TASK STATEMENT => Show each line in the listing below that contains the word "parsed".

DATASET EXTRACT =>
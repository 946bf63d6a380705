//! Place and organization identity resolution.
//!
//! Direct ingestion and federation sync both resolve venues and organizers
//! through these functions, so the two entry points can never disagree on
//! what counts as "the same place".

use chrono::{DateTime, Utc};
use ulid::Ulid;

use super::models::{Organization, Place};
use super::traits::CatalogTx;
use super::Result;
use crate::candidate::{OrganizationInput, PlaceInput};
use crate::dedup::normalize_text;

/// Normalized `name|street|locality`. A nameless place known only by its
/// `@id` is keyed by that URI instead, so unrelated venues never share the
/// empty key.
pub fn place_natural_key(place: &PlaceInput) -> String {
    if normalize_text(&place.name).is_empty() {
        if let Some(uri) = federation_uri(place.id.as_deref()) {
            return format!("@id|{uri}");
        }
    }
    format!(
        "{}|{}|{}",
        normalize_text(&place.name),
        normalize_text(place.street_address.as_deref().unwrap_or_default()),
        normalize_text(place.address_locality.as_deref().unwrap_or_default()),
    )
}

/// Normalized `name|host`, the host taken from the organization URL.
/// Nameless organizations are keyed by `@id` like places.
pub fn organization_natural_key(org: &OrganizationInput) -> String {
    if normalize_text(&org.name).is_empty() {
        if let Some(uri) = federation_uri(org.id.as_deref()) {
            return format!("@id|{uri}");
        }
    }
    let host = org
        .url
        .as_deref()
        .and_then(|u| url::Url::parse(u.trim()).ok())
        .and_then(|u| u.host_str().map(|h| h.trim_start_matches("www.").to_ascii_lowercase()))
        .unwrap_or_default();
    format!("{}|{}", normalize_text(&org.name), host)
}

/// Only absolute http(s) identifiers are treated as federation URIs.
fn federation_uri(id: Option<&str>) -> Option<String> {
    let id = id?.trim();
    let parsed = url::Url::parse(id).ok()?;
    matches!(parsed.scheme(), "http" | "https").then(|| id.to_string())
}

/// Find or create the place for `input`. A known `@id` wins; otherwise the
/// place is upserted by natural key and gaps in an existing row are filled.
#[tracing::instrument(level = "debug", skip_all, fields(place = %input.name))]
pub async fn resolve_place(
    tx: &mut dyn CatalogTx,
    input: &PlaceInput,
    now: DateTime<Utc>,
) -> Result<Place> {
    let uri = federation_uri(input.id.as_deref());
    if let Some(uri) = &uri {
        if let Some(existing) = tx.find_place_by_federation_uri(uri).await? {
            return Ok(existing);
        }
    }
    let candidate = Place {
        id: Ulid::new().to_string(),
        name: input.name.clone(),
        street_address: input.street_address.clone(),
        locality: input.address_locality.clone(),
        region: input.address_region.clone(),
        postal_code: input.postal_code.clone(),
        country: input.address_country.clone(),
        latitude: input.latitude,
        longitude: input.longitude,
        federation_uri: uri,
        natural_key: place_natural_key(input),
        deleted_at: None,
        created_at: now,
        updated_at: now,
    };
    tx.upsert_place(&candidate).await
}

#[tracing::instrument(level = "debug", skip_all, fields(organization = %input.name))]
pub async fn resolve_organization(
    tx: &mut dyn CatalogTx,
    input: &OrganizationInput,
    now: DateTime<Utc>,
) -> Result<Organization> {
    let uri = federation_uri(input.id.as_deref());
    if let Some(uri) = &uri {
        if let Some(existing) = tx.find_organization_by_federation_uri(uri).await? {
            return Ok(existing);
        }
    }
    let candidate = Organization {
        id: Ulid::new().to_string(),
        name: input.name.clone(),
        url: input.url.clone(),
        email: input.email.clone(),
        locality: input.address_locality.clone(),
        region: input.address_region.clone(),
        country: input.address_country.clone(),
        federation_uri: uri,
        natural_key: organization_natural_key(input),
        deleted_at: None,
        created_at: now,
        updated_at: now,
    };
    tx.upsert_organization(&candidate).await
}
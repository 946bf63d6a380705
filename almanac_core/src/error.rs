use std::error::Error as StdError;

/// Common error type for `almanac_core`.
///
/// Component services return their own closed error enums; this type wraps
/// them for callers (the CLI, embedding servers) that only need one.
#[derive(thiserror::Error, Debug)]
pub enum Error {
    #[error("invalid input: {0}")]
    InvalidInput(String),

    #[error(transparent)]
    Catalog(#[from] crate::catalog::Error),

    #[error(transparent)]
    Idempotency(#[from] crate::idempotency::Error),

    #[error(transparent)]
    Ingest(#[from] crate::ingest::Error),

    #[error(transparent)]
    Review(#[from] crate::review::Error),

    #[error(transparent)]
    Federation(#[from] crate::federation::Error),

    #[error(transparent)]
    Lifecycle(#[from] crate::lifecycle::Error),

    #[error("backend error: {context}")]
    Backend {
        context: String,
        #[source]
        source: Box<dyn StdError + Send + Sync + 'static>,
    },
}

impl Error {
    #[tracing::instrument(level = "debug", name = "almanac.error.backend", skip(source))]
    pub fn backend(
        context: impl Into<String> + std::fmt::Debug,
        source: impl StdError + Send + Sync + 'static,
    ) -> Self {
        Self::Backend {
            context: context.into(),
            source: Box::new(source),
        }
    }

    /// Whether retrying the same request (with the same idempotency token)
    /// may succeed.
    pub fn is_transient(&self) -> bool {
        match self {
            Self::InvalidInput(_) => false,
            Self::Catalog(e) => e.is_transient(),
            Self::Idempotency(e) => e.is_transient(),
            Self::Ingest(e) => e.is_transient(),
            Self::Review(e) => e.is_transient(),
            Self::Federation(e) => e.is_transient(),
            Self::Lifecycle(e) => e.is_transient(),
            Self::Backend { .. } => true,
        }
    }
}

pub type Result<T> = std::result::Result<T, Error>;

---

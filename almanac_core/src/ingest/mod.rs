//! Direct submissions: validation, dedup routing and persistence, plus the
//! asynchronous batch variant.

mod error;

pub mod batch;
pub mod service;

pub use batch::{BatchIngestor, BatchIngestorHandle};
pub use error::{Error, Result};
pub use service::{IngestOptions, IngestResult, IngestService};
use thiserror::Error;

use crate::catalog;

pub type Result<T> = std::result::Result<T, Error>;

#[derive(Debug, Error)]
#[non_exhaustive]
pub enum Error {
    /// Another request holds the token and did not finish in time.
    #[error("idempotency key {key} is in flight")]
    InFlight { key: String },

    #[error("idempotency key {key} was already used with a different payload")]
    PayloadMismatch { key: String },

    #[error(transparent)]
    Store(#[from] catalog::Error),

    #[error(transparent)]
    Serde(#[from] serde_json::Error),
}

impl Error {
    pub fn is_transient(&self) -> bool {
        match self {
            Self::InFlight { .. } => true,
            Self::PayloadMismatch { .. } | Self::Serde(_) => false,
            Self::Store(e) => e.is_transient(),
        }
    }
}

EXPECTED ANSWER =>
    let parsed = url::Url::parse(id).ok()?;
    matches!(parsed.scheme(), "http" | "https").then(|| id.to_string())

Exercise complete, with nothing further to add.